Business manager Sue Woods said orders for aircraft and aircraft kits were currently coming from the United States and China.

Jabiru Aircraft shipping container
Taking Bundaberg to the world — a shipping container leaving Jabiru Aircraft with locally manufactured engines, kits and parts.
Source: Facebook (Jabiru Aircraft)

“Our engine orders come from many countries including USA, South Africa, China, Norway, Russia, Italy, UK, France, Israel, Slovenia, Germany, New Zealand, Hong Kong and Taiwan,” Sue said.

“We have a team of 16 people at Jabiru in Bundaberg.

“There are other local businesses that provide parts and services for aircraft and engine production, as well as many overseas companies.”

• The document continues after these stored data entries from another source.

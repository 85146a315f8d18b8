use serde::{Deserialize, Serialize};
use std::collections::{BTreeMap, BTreeSet};

use crate::{Cost, NodeId, BROADCAST};

/// Every kind of traffic the simulation moves between adjacent routers.
///
/// Data packets carry user payloads; the remaining variants are control
/// traffic owned by the link probe and the two routing engines.
#[derive(Debug, Clone, Serialize, Deserialize)]
pub enum Packet {
    Data(DataPacket),
    Ping(PingProbe),
    Pong(PongReply),
    LinkState(LinkStateAdvertisement),
    DistanceTable(DistanceTableAdvertisement),
}

#[derive(Debug, Clone, PartialEq, Eq, Serialize, Deserialize)]
pub struct DataPacket {
    pub source: NodeId,
    pub dest: NodeId,
    /// Remaining forwarding hops. Decremented per forward; the packet is
    /// dropped once it would go negative.
    pub hop_budget: i32,
    pub payload: String,
}

/// Round-trip probe. The timestamp is milliseconds on the sender's own
/// clock; nobody else interprets it.
#[derive(Debug, Clone, Serialize, Deserialize)]
pub struct PingProbe {
    pub source: NodeId,
    pub dest: NodeId,
    pub sent_at_ms: u64,
}

/// Immediate answer to a [`PingProbe`], echoing its timestamp back.
#[derive(Debug, Clone, Serialize, Deserialize)]
pub struct PongReply {
    pub source: NodeId,
    pub dest: NodeId,
    pub ping_sent_at_ms: u64,
}

/// One flood instance of a node's neighbor cost table.
///
/// The visited set only ever grows, which is what terminates the flood:
/// a node re-sends the advertisement only on links whose neighbor is not
/// yet in the set.
#[derive(Debug, Clone, Serialize, Deserialize)]
pub struct LinkStateAdvertisement {
    pub origin: NodeId,
    pub sequence: u64,
    pub costs: BTreeMap<NodeId, Cost>,
    pub visited: BTreeSet<NodeId>,
}

/// A node's full destination→distance table, sent to one neighbor.
#[derive(Debug, Clone, Serialize, Deserialize)]
pub struct DistanceTableAdvertisement {
    pub origin: NodeId,
    pub dest: NodeId,
    pub distances: BTreeMap<NodeId, Cost>,
}

impl Packet {
    pub fn source(&self) -> NodeId {
        match self {
            Packet::Data(p) => p.source,
            Packet::Ping(p) => p.source,
            Packet::Pong(p) => p.source,
            Packet::LinkState(p) => p.origin,
            Packet::DistanceTable(p) => p.origin,
        }
    }

    pub fn dest(&self) -> NodeId {
        match self {
            Packet::Data(p) => p.dest,
            Packet::Ping(p) => p.dest,
            Packet::Pong(p) => p.dest,
            Packet::LinkState(_) => BROADCAST,
            Packet::DistanceTable(p) => p.dest,
        }
    }

    pub fn kind(&self) -> &'static str {
        match self {
            Packet::Data(_) => "data",
            Packet::Ping(_) => "ping",
            Packet::Pong(_) => "pong",
            Packet::LinkState(_) => "link-state",
            Packet::DistanceTable(_) => "distance-table",
        }
    }
}

#[cfg(test)]
mod tests {
    use super::*;

    #[test]
    fn link_state_destination_is_broadcast() {
        let lsa = Packet::LinkState(LinkStateAdvertisement {
            origin: 3,
            sequence: 1,
            costs: BTreeMap::new(),
            visited: BTreeSet::from([3]),
        });
        assert_eq!(lsa.dest(), BROADCAST);
        assert_eq!(lsa.source(), 3);
    }

    #[test]
    fn data_packet_keeps_addressing() {
        let p = Packet::Data(DataPacket {
            source: 1,
            dest: 4,
            hop_budget: 5,
            payload: "hello".into(),
        });
        assert_eq!(p.source(), 1);
        assert_eq!(p.dest(), 4);
        assert_eq!(p.kind(), "data");
    }
}
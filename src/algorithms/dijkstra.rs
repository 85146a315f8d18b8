use std::cmp::Ordering;
use std::collections::{BTreeMap, BinaryHeap, HashMap};

use crate::{Cost, NodeId};

/// Shortest path to one destination: total cost and the first hop taken
/// away from the source (None for the source itself).
#[derive(Debug, Clone, PartialEq, Eq)]
pub struct ShortestPath {
    pub cost: Cost,
    pub first_hop: Option<NodeId>,
}

#[derive(Debug)]
struct State {
    cost: Cost,
    node: NodeId,
    first_hop: Option<NodeId>,
}

impl Eq for State {}

impl PartialEq for State {
    fn eq(&self, other: &Self) -> bool {
        self.cost == other.cost && self.node == other.node
    }
}

impl Ord for State {
    fn cmp(&self, other: &Self) -> Ordering {
        // Reverse ordering for min-heap; node id breaks cost ties so the
        // extraction order is deterministic.
        other
            .cost
            .cmp(&self.cost)
            .then_with(|| other.node.cmp(&self.node))
    }
}

impl PartialOrd for State {
    fn partial_cmp(&self, other: &Self) -> Option<Ordering> {
        Some(self.cmp(other))
    }
}

/// Single-source shortest paths over an assembled link-state table.
///
/// `graph` maps each node to its advertised neighbor cost table. Returns
/// None when a node being finalized has no entry yet (the topology is not
/// fully learned); the caller keeps its previous routing table and retries
/// on a later cycle.
pub fn shortest_paths(
    graph: &HashMap<NodeId, BTreeMap<NodeId, Cost>>,
    source: NodeId,
) -> Option<HashMap<NodeId, ShortestPath>> {
    let mut finalized: HashMap<NodeId, ShortestPath> = HashMap::new();
    let mut best: HashMap<NodeId, Cost> = HashMap::new();
    let mut heap = BinaryHeap::new();

    best.insert(source, 0);
    heap.push(State {
        cost: 0,
        node: source,
        first_hop: None,
    });

    while let Some(State {
        cost,
        node,
        first_hop,
    }) = heap.pop()
    {
        if finalized.contains_key(&node) {
            continue;
        }
        let neighbors = graph.get(&node)?;
        finalized.insert(node, ShortestPath { cost, first_hop });

        for (&neighbor, &edge_cost) in neighbors {
            if finalized.contains_key(&neighbor) {
                continue;
            }
            let candidate = cost + edge_cost;
            // Strictly-less-than only: ties keep the incumbent path.
            if best
                .get(&neighbor)
                .map_or(true, |&current| candidate < current)
            {
                best.insert(neighbor, candidate);
                heap.push(State {
                    cost: candidate,
                    node: neighbor,
                    // The next hop for a multi-hop destination is the one
                    // already chosen for its predecessor on the path.
                    first_hop: Some(first_hop.unwrap_or(neighbor)),
                });
            }
        }
    }

    Some(finalized)
}
use serde::Serialize;
use std::collections::HashMap;
use tokio::sync::{mpsc, oneshot};
use tokio::time::Instant;
use tracing::warn;

use crate::network::link::InFlight;
use crate::packet::Packet;
use crate::routing_table::RoutingTable;
use crate::{Cost, NodeId};

/// Locally originated traffic waiting to be wrapped in a data packet.
#[derive(Debug, Clone)]
pub struct TrafficRequest {
    pub dest: NodeId,
    pub payload: String,
}

/// Snapshot of a router's state, answered over the status side channel.
#[derive(Debug, Clone, Serialize)]
pub struct RouterStatus {
    pub nsap: NodeId,
    pub neighbor_costs: HashMap<NodeId, Cost>,
    pub routing_table: RoutingTable,
}

pub(crate) type StatusQuery = oneshot::Sender<RouterStatus>;

/// A router's only window onto the rest of the simulation: its ordered
/// outgoing links, the shared inbound queue, locally originated traffic,
/// and the arrival report channel. All polls are non-blocking.
pub struct NetworkInterface {
    neighbors: Vec<NodeId>,
    link_txs: Vec<mpsc::UnboundedSender<InFlight>>,
    inbound: mpsc::UnboundedReceiver<(NodeId, Packet)>,
    traffic: mpsc::UnboundedReceiver<TrafficRequest>,
    arrivals: mpsc::UnboundedSender<String>,
    status: mpsc::UnboundedReceiver<StatusQuery>,
}

impl NetworkInterface {
    pub(crate) fn new(
        neighbors: Vec<NodeId>,
        link_txs: Vec<mpsc::UnboundedSender<InFlight>>,
        inbound: mpsc::UnboundedReceiver<(NodeId, Packet)>,
        traffic: mpsc::UnboundedReceiver<TrafficRequest>,
        arrivals: mpsc::UnboundedSender<String>,
        status: mpsc::UnboundedReceiver<StatusQuery>,
    ) -> Self {
        debug_assert_eq!(neighbors.len(), link_txs.len());
        Self {
            neighbors,
            link_txs,
            inbound,
            traffic,
            arrivals,
            status,
        }
    }

    /// Neighbor ids in link order, stable for the runtime's lifetime.
    pub fn outgoing_links(&self) -> &[NodeId] {
        &self.neighbors
    }

    /// Link index for a directly connected neighbor, if any.
    pub fn link_to(&self, neighbor: NodeId) -> Option<usize> {
        self.neighbors.iter().position(|&n| n == neighbor)
    }

    /// Enqueue a packet for asynchronous delivery on one link. Never blocks.
    pub fn send_on_link(&self, link: usize, packet: Packet) {
        match self.link_txs.get(link) {
            Some(tx) => {
                if tx.send((Instant::now(), packet)).is_err() {
                    warn!(link, "link is down, packet lost");
                }
            }
            None => warn!(link, "no such outgoing link"),
        }
    }

    /// One locally originated (destination, payload) pair, or None.
    pub fn poll_outbound_traffic(&mut self) -> Option<TrafficRequest> {
        self.traffic.try_recv().ok()
    }

    /// One packet that arrived on some link, tagged with the originating
    /// neighbor's id, or None.
    pub fn poll_inbound_packet(&mut self) -> Option<(NodeId, Packet)> {
        self.inbound.try_recv().ok()
    }

    /// One pending status query, or None.
    pub(crate) fn poll_status_query(&mut self) -> Option<StatusQuery> {
        self.status.try_recv().ok()
    }

    /// Report that a data packet reached this node.
    pub fn report_arrival(&self, payload: String) {
        if self.arrivals.send(payload).is_err() {
            warn!("arrival collector is gone");
        }
    }
}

Asked about the benefits of being in Bundaberg, Sue said the airport was ideal for the company’s needs, with easy access.

“The weather is predominately good for flying too,” she said.

The latest container to leave Jabiru for China this week comprised two J230 kits, four 3300 engines and various spare parts.

Recently an order was shipped of four engines and two J230 kits, one going to USA, two to China and one interstate.

The Jabiru J230 (two seats) and the Jabiru J430 (four seats) aircraft have been developed as touring aircraft. They have a wide cockpit, high cabin and ample leg room. The Jabiru J230 has a big baggage compartment in the back whereas the Jabiru J430 has two rear seats.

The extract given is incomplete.